+++ Extracted material

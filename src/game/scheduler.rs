//! Deferred work for the session.
//!
//! The session never sleeps or spawns; it hands [`ScheduledTask`]s to a
//! [`Scheduler`] and the host pops whatever is due and feeds it back.

use std::collections::{BTreeMap, VecDeque};
use std::time::{Duration, Instant};

use crate::player::ai::TaskId;

/// A unit of deferred session work.
#[derive(Debug, Clone, Copy, PartialEq, Eq)]
pub enum ScheduledTask {
    /// Start the machine's turn if it is still due.
    RobotTurn,
    /// Advance search `TaskId` by one column.
    SearchStep(TaskId),
}

pub trait Scheduler {
    /// Queues `task` to run after `delay`.
    fn schedule(&mut self, delay: Duration, task: ScheduledTask);

    /// Drops every pending unit and returns how many were dropped.
    fn cancel_all(&mut self) -> usize;

    /// Removes and returns the earliest unit due at `now`.
    fn pop_due(&mut self, now: Instant) -> Option<ScheduledTask>;

    /// Time until the earliest pending unit is due, `None` when idle.
    fn next_due_in(&self, now: Instant) -> Option<Duration>;

    fn pending(&self) -> usize;
}

/// Real-time queue ordered by due instant, FIFO among equal instants.
#[derive(Debug, Default)]
pub struct TimerQueue {
    queue: BTreeMap<(Instant, u64), ScheduledTask>,
    seq: u64,
}

impl TimerQueue {
    pub fn new() -> Self {
        Self::default()
    }
}

impl Scheduler for TimerQueue {
    fn schedule(&mut self, delay: Duration, task: ScheduledTask) {
        self.seq += 1;
        self.queue.insert((Instant::now() + delay, self.seq), task);
    }

    fn cancel_all(&mut self) -> usize {
        let n = self.queue.len();
        self.queue.clear();
        n
    }

    fn pop_due(&mut self, now: Instant) -> Option<ScheduledTask> {
        let (&key, _) = self.queue.iter().next()?;
        if key.0 > now {
            return None;
        }
        self.queue.remove(&key)
    }

    fn next_due_in(&self, now: Instant) -> Option<Duration> {
        self.queue
            .keys()
            .next()
            .map(|(due, _)| due.saturating_duration_since(now))
    }

    fn pending(&self) -> usize {
        self.queue.len()
    }
}

/// Ignores delays and runs units in submission order. Used by tests and
/// headless playback.
#[derive(Debug, Default)]
pub struct ImmediateQueue {
    queue: VecDeque<ScheduledTask>,
}

impl ImmediateQueue {
    pub fn new() -> Self {
        Self::default()
    }
}

impl Scheduler for ImmediateQueue {
    fn schedule(&mut self, _delay: Duration, task: ScheduledTask) {
        self.queue.push_back(task);
    }

    fn cancel_all(&mut self) -> usize {
        let n = self.queue.len();
        self.queue.clear();
        n
    }

    fn pop_due(&mut self, _now: Instant) -> Option<ScheduledTask> {
        self.queue.pop_front()
    }

    fn next_due_in(&self, _now: Instant) -> Option<Duration> {
        (!self.queue.is_empty()).then_some(Duration::ZERO)
    }

    fn pending(&self) -> usize {
        self.queue.len()
    }
}

#[cfg(test)]
mod tests {
    use super::*;

    #[test]
    fn timer_queue_respects_due_time() {
        let mut q = TimerQueue::new();
        q.schedule(Duration::from_secs(60), ScheduledTask::RobotTurn);
        q.schedule(Duration::ZERO, ScheduledTask::SearchStep(1));
        let now = Instant::now();
        assert_eq!(q.pop_due(now), Some(ScheduledTask::SearchStep(1)));
        assert_eq!(q.pop_due(now), None);
        assert!(q.next_due_in(now).unwrap() > Duration::from_secs(50));
        assert_eq!(q.pop_due(now + Duration::from_secs(61)), Some(ScheduledTask::RobotTurn));
        assert_eq!(q.next_due_in(now), None);
    }

    #[test]
    fn timer_queue_is_fifo_for_equal_delays() {
        let mut q = TimerQueue::new();
        q.schedule(Duration::ZERO, ScheduledTask::SearchStep(1));
        q.schedule(Duration::ZERO, ScheduledTask::SearchStep(2));
        let later = Instant::now() + Duration::from_millis(5);
        assert_eq!(q.pop_due(later), Some(ScheduledTask::SearchStep(1)));
        assert_eq!(q.pop_due(later), Some(ScheduledTask::SearchStep(2)));
    }

    #[test]
    fn cancel_all_drains() {
        let mut q = ImmediateQueue::new();
        q.schedule(Duration::from_secs(5), ScheduledTask::RobotTurn);
        q.schedule(Duration::ZERO, ScheduledTask::SearchStep(3));
        assert_eq!(q.pending(), 2);
        assert_eq!(q.cancel_all(), 2);
        assert_eq!(q.pop_due(Instant::now()), None);
        assert_eq!(q.next_due_in(Instant::now()), None);
    }
}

++++++

■ Prompt
Read the entries and pick out all lines that include the word "TimerQueue".

■ Worked solution
pub struct TimerQueue {
impl TimerQueue {
impl Scheduler for TimerQueue {
        let mut q = TimerQueue::new();
        let mut q = TimerQueue::new();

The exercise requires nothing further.